Between the line containing "pub struct DesktopRuntimeContext" and the line containing "launcher menu state." lies a run of lines; give that run again exactly, with both of those lines, and nothing else from the entries below.

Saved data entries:
....................
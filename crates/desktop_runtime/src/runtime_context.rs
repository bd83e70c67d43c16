//! Runtime provider and context wiring for the desktop shell.
//!
//! This module owns the long-lived reducer container and the runtime effect queue. UI composition
//! stays in [`crate::components`].

use leptos::*;
use platform_host::HostServices;

use crate::{
    effect_executor,
    model::DesktopState,
    reducer::{reduce_desktop, DesktopAction, RuntimeEffect},
    window_manager::WindowManager,
};

#[derive(Clone, Copy)]
/// Leptos context for reading desktop runtime state and dispatching [`DesktopAction`] values.
pub struct DesktopRuntimeContext {
    /// Host service bundle handed to window contents.
    pub host: StoredValue<HostServices>,
    /// Name of the logged-in user.
    pub username: StoredValue<String>,
    /// Window registry and launcher menu state.
    pub state: RwSignal<DesktopState>,
    /// Window positions and the active drag gesture.
    pub interaction: RwSignal<WindowManager>,
    /// Queue of runtime effects emitted by the reducer and processed by the executor.
    pub effects: RwSignal<Vec<RuntimeEffect>>,
    /// Reducer dispatch callback.
    pub dispatch: Callback<DesktopAction>,
    /// Invoked once the session has been discarded.
    pub on_session_end: Callback<()>,
}

impl DesktopRuntimeContext {
    /// Dispatches a reducer action through the runtime context callback.
    pub fn dispatch_action(&self, action: DesktopAction) {
        self.dispatch.call(action);
    }
}

#[component]
/// Provides [`DesktopRuntimeContext`] to descendant components.
pub fn DesktopProvider(
    /// Host services assembled by the entry layer.
    host_services: HostServices,
    /// Name of the logged-in user.
    #[prop(into)]
    username: String,
    /// Called after "Cerrar Sesión" discarded every window.
    on_session_end: Callback<()>,
    children: Children,
) -> impl IntoView {
    let host = store_value(host_services);
    let username = store_value(username);
    let state = create_rw_signal(DesktopState::default());
    let interaction = create_rw_signal(WindowManager::default());
    let effects = create_rw_signal(Vec::<RuntimeEffect>::new());

    let dispatch = Callback::new(move |action: DesktopAction| {
        let mut desktop = state.get_untracked();
        let mut manager = interaction.get_untracked();
        let previous_desktop = desktop.clone();
        let previous_manager = manager.clone();

        let new_effects = reduce_desktop(&mut desktop, &mut manager, action);
        if desktop != previous_desktop {
            state.set(desktop);
        }
        if manager != previous_manager {
            interaction.set(manager);
        }
        if !new_effects.is_empty() {
            let mut queue = effects.get_untracked();
            queue.extend(new_effects);
            effects.set(queue);
        }
    });

    let runtime = DesktopRuntimeContext {
        host,
        username,
        state,
        interaction,
        effects,
        dispatch,
        on_session_end,
    };

    provide_context(runtime);
    effect_executor::install(runtime);

    children().into_view()
}

/// Returns the current [`DesktopRuntimeContext`].
///
/// # Panics
///
/// Panics if called outside [`DesktopProvider`].
pub fn use_desktop_runtime() -> DesktopRuntimeContext {
    use_context::<DesktopRuntimeContext>().expect("DesktopRuntimeContext not provided")
}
....................
Expected output ::
pub struct DesktopRuntimeContext {
    /// Host service bundle handed to window contents.
    pub host: StoredValue<HostServices>,
    /// Name of the logged-in user.
    pub username: StoredValue<String>,
    /// Window registry and launcher menu state.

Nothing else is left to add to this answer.